■ Exercise description
Where in the data does the word "LineItemPatch" appear? Find those lines and copy them.
── Source material
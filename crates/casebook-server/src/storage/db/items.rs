//! Cost and revenue item persistence

use super::{db_err, items_table, Database};
use crate::storage::{new_id, now};
use async_trait::async_trait;
use casebook_core::ports::ItemStore;
use casebook_core::{
    CasebookError, ItemKind, LineItem, LineItemPatch, NewLineItem, Patch, Result,
};
use chrono::{DateTime, Utc};
use rust_decimal::Decimal;
use sqlx::{QueryBuilder, Sqlite};
use std::str::FromStr;

const ITEM_COLUMNS: &str = "id, case_id, name, category, amount, notes, created_at, updated_at";

#[async_trait]
impl ItemStore for Database {
    async fn list_items(&self, kind: ItemKind, case_id: Option<&str>) -> Result<Vec<LineItem>> {
        let rows: Vec<ItemRow> = sqlx::query_as(&format!(
            "SELECT {ITEM_COLUMNS} FROM {} WHERE (?1 IS NULL OR case_id = ?1) \
             ORDER BY created_at DESC, rowid DESC",
            items_table(kind)
        ))
        .bind(case_id)
        .fetch_all(&self.pool)
        .await
        .map_err(db_err)?;

        rows.into_iter().map(LineItem::try_from).collect()
    }

    async fn get_item(&self, kind: ItemKind, id: &str) -> Result<Option<LineItem>> {
        let row: Option<ItemRow> = sqlx::query_as(&format!(
            "SELECT {ITEM_COLUMNS} FROM {} WHERE id = ?1",
            items_table(kind)
        ))
        .bind(id)
        .fetch_optional(&self.pool)
        .await
        .map_err(db_err)?;

        row.map(LineItem::try_from).transpose()
    }

    async fn create_item(&self, kind: ItemKind, item: NewLineItem) -> Result<LineItem> {
        let stamp = now();
        let created = LineItem {
            id: new_id(),
            case_id: item.case_id,
            name: item.name,
            category: item.category,
            amount: item.amount,
            notes: item.notes,
            created_at: stamp,
            updated_at: stamp,
        };

        // An unknown case_id fails the foreign key and surfaces as Integrity
        sqlx::query(&format!(
            "INSERT INTO {} ({ITEM_COLUMNS}) VALUES (?1, ?2, ?3, ?4, ?5, ?6, ?7, ?8)",
            items_table(kind)
        ))
        .bind(&created.id)
        .bind(&created.case_id)
        .bind(&created.name)
        .bind(&created.category)
        .bind(created.amount.to_string())
        .bind(&created.notes)
        .bind(created.created_at)
        .bind(created.updated_at)
        .execute(&self.pool)
        .await
        .map_err(db_err)?;

        Ok(created)
    }

    async fn update_item(
        &self,
        kind: ItemKind,
        id: &str,
        patch: LineItemPatch,
    ) -> Result<Option<LineItem>> {
        if patch.is_empty() {
            return self.get_item(kind, id).await;
        }

        let mut query = QueryBuilder::<Sqlite>::new(format!("UPDATE {} SET ", items_table(kind)));
        {
            let mut set = query.separated(", ");
            if let Patch::Set(case_id) = patch.case_id {
                set.push("case_id = ").push_bind_unseparated(case_id);
            }
            if let Patch::Set(name) = patch.name {
                set.push("name = ").push_bind_unseparated(name);
            }
            if let Patch::Set(category) = patch.category {
                set.push("category = ").push_bind_unseparated(category);
            }
            if let Patch::Set(amount) = patch.amount {
                set.push("amount = ").push_bind_unseparated(amount.to_string());
            }
            if let Patch::Set(notes) = patch.notes {
                set.push("notes = ").push_bind_unseparated(notes);
            }
            set.push("updated_at = ").push_bind_unseparated(now());
        }
        query
            .push(" WHERE id = ")
            .push_bind(id.to_string())
            .push(format!(" RETURNING {ITEM_COLUMNS}"));

        let row: Option<ItemRow> = query
            .build_query_as::<ItemRow>()
            .fetch_optional(&self.pool)
            .await
            .map_err(db_err)?;

        row.map(LineItem::try_from).transpose()
    }

    async fn delete_item(&self, kind: ItemKind, id: &str) -> Result<bool> {
        let result = sqlx::query(&format!("DELETE FROM {} WHERE id = ?1", items_table(kind)))
            .bind(id)
            .execute(&self.pool)
            .await
            .map_err(db_err)?;

        Ok(result.rows_affected() > 0)
    }
}

// Helper struct for sqlx query_as
#[derive(sqlx::FromRow)]
struct ItemRow {
    id: String,
    case_id: String,
    name: String,
    category: Option<String>,
    amount: String,
    notes: Option<String>,
    created_at: DateTime<Utc>,
    updated_at: DateTime<Utc>,
}

impl TryFrom<ItemRow> for LineItem {
    type Error = CasebookError;

    fn try_from(r: ItemRow) -> Result<Self> {
        let amount = Decimal::from_str(&r.amount).map_err(|e| {
            CasebookError::Database(format!("invalid amount '{}' on item {}: {}", r.amount, r.id, e))
        })?;
        Ok(LineItem {
            id: r.id,
            case_id: r.case_id,
            name: r.name,
            category: r.category,
            amount,
            notes: r.notes,
            created_at: r.created_at,
            updated_at: r.updated_at,
        })
    }
}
────
■ Task response
    CasebookError, ItemKind, LineItem, LineItemPatch, NewLineItem, Patch, Result,
        patch: LineItemPatch,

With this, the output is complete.